--- Assigned task ---
An exact transcription of all the entries below is required.

(Dataset entries)
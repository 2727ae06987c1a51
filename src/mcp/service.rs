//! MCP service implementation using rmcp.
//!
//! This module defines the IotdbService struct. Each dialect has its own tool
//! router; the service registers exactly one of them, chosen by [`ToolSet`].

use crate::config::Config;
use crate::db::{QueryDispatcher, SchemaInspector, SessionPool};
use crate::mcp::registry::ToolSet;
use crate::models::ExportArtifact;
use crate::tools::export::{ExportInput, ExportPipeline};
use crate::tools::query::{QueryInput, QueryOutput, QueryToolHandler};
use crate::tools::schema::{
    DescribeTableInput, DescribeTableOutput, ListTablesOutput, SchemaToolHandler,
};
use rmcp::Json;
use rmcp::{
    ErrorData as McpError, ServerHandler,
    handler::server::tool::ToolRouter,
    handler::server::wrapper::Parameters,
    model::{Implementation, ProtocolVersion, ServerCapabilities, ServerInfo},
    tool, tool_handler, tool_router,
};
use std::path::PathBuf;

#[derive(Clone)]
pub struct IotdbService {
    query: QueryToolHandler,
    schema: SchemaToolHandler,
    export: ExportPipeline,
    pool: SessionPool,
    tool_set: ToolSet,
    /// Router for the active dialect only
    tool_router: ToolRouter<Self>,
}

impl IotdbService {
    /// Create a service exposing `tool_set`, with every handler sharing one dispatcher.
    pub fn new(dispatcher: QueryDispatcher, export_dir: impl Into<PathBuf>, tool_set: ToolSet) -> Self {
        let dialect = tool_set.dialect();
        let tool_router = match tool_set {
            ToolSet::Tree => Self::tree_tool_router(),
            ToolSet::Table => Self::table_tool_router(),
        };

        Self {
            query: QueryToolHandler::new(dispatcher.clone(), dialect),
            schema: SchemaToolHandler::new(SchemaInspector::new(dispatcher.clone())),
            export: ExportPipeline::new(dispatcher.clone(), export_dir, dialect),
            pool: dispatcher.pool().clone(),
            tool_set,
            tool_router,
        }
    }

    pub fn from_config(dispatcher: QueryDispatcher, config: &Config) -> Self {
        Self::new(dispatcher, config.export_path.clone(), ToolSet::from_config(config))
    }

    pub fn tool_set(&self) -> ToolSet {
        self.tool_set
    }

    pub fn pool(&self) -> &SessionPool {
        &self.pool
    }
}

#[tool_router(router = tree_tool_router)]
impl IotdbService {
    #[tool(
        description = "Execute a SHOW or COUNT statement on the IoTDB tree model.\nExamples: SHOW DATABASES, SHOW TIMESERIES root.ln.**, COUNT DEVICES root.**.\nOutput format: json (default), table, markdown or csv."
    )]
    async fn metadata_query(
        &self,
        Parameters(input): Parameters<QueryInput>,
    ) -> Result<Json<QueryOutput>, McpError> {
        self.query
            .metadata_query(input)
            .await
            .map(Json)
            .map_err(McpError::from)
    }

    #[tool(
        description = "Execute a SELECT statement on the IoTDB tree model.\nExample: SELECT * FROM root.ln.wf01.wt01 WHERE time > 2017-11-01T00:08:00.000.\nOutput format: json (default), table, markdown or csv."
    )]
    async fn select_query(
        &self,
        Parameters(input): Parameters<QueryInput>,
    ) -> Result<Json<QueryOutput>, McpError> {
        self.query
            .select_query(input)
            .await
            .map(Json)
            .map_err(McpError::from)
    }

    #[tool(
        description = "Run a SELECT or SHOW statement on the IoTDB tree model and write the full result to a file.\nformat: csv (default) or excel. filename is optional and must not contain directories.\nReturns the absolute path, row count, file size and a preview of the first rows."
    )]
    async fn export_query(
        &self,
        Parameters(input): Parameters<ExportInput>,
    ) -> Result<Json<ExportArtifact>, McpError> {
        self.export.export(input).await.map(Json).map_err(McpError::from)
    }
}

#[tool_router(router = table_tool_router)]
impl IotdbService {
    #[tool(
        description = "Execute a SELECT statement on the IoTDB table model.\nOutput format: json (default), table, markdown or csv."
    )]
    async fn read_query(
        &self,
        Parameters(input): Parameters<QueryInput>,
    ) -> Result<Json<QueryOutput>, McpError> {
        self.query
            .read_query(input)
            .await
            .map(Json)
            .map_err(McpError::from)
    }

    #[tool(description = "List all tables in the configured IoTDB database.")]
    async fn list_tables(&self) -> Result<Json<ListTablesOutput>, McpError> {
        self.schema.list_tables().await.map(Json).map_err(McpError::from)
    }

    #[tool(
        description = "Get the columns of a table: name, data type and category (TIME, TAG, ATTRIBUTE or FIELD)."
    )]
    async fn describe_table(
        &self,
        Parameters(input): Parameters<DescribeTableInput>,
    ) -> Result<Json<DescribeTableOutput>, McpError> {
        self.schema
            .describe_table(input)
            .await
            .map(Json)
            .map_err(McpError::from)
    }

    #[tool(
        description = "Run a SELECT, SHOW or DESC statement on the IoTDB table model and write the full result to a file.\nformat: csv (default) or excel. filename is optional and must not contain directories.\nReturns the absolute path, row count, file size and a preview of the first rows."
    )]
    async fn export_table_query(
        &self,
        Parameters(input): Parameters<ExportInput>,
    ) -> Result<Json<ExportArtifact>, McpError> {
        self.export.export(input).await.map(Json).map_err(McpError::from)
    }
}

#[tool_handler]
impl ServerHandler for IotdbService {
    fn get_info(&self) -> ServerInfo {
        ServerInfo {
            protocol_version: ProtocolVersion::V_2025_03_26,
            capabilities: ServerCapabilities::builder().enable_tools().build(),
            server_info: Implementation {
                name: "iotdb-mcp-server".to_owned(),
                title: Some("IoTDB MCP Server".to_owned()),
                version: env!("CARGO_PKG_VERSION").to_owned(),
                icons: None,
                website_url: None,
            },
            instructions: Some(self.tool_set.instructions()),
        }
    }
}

--- Answer to this exercise ---
repository 2727ae06987c1a51
filename src/mcp/service.rs
//! MCP service implementation using rmcp.
//!
//! This module defines the IotdbService struct. Each dialect has its own tool
//! router; the service registers exactly one of them, chosen by [`ToolSet`].

use crate::config::Config;
use crate::db::{QueryDispatcher, SchemaInspector, SessionPool};
use crate::mcp::registry::ToolSet;
use crate::models::ExportArtifact;
use crate::tools::export::{ExportInput, ExportPipeline};
use crate::tools::query::{QueryInput, QueryOutput, QueryToolHandler};
use crate::tools::schema::{
    DescribeTableInput, DescribeTableOutput, ListTablesOutput, SchemaToolHandler,
};
use rmcp::Json;
use rmcp::{
    ErrorData as McpError, ServerHandler,
    handler::server::tool::ToolRouter,
    handler::server::wrapper::Parameters,
    model::{Implementation, ProtocolVersion, ServerCapabilities, ServerInfo},
    tool, tool_handler, tool_router,
};
use std::path::PathBuf;

#[derive(Clone)]
pub struct IotdbService {
    query: QueryToolHandler,
    schema: SchemaToolHandler,
    export: ExportPipeline,
    pool: SessionPool,
    tool_set: ToolSet,
    /// Router for the active dialect only
    tool_router: ToolRouter<Self>,
}

impl IotdbService {
    /// Create a service exposing `tool_set`, with every handler sharing one dispatcher.
    pub fn new(dispatcher: QueryDispatcher, export_dir: impl Into<PathBuf>, tool_set: ToolSet) -> Self {
        let dialect = tool_set.dialect();
        let tool_router = match tool_set {
            ToolSet::Tree => Self::tree_tool_router(),
            ToolSet::Table => Self::table_tool_router(),
        };

        Self {
            query: QueryToolHandler::new(dispatcher.clone(), dialect),
            schema: SchemaToolHandler::new(SchemaInspector::new(dispatcher.clone())),
            export: ExportPipeline::new(dispatcher.clone(), export_dir, dialect),
            pool: dispatcher.pool().clone(),
            tool_set,
            tool_router,
        }
    }

    pub fn from_config(dispatcher: QueryDispatcher, config: &Config) -> Self {
        Self::new(dispatcher, config.export_path.clone(), ToolSet::from_config(config))
    }

    pub fn tool_set(&self) -> ToolSet {
        self.tool_set
    }

    pub fn pool(&self) -> &SessionPool {
        &self.pool
    }
}

#[tool_router(router = tree_tool_router)]
impl IotdbService {
    #[tool(
        description = "Execute a SHOW or COUNT statement on the IoTDB tree model.\nExamples: SHOW DATABASES, SHOW TIMESERIES root.ln.**, COUNT DEVICES root.**.\nOutput format: json (default), table, markdown or csv."
    )]
    async fn metadata_query(
        &self,
        Parameters(input): Parameters<QueryInput>,
    ) -> Result<Json<QueryOutput>, McpError> {
        self.query
            .metadata_query(input)
            .await
            .map(Json)
            .map_err(McpError::from)
    }

    #[tool(
        description = "Execute a SELECT statement on the IoTDB tree model.\nExample: SELECT * FROM root.ln.wf01.wt01 WHERE time > 2017-11-01T00:08:00.000.\nOutput format: json (default), table, markdown or csv."
    )]
    async fn select_query(
        &self,
        Parameters(input): Parameters<QueryInput>,
    ) -> Result<Json<QueryOutput>, McpError> {
        self.query
            .select_query(input)
            .await
            .map(Json)
            .map_err(McpError::from)
    }

    #[tool(
        description = "Run a SELECT or SHOW statement on the IoTDB tree model and write the full result to a file.\nformat: csv (default) or excel. filename is optional and must not contain directories.\nReturns the absolute path, row count, file size and a preview of the first rows."
    )]
    async fn export_query(
        &self,
        Parameters(input): Parameters<ExportInput>,
    ) -> Result<Json<ExportArtifact>, McpError> {
        self.export.export(input).await.map(Json).map_err(McpError::from)
    }
}

#[tool_router(router = table_tool_router)]
impl IotdbService {
    #[tool(
        description = "Execute a SELECT statement on the IoTDB table model.\nOutput format: json (default), table, markdown or csv."
    )]
    async fn read_query(
        &self,
        Parameters(input): Parameters<QueryInput>,
    ) -> Result<Json<QueryOutput>, McpError> {
        self.query
            .read_query(input)
            .await
            .map(Json)
            .map_err(McpError::from)
    }

    #[tool(description = "List all tables in the configured IoTDB database.")]
    async fn list_tables(&self) -> Result<Json<ListTablesOutput>, McpError> {
        self.schema.list_tables().await.map(Json).map_err(McpError::from)
    }

    #[tool(
        description = "Get the columns of a table: name, data type and category (TIME, TAG, ATTRIBUTE or FIELD)."
    )]
    async fn describe_table(
        &self,
        Parameters(input): Parameters<DescribeTableInput>,
    ) -> Result<Json<DescribeTableOutput>, McpError> {
        self.schema
            .describe_table(input)
            .await
            .map(Json)
            .map_err(McpError::from)
    }

    #[tool(
        description = "Run a SELECT, SHOW or DESC statement on the IoTDB table model and write the full result to a file.\nformat: csv (default) or excel. filename is optional and must not contain directories.\nReturns the absolute path, row count, file size and a preview of the first rows."
    )]
    async fn export_table_query(
        &self,
        Parameters(input): Parameters<ExportInput>,
    ) -> Result<Json<ExportArtifact>, McpError> {
        self.export.export(input).await.map(Json).map_err(McpError::from)
    }
}

#[tool_handler]
impl ServerHandler for IotdbService {
    fn get_info(&self) -> ServerInfo {
        ServerInfo {
            protocol_version: ProtocolVersion::V_2025_03_26,
            capabilities: ServerCapabilities::builder().enable_tools().build(),
            server_info: Implementation {
                name: "iotdb-mcp-server".to_owned(),
                title: Some("IoTDB MCP Server".to_owned()),
                version: env!("CARGO_PKG_VERSION").to_owned(),
                icons: None,
                website_url: None,
            },
            instructions: Some(self.tool_set.instructions()),
        }
    }
}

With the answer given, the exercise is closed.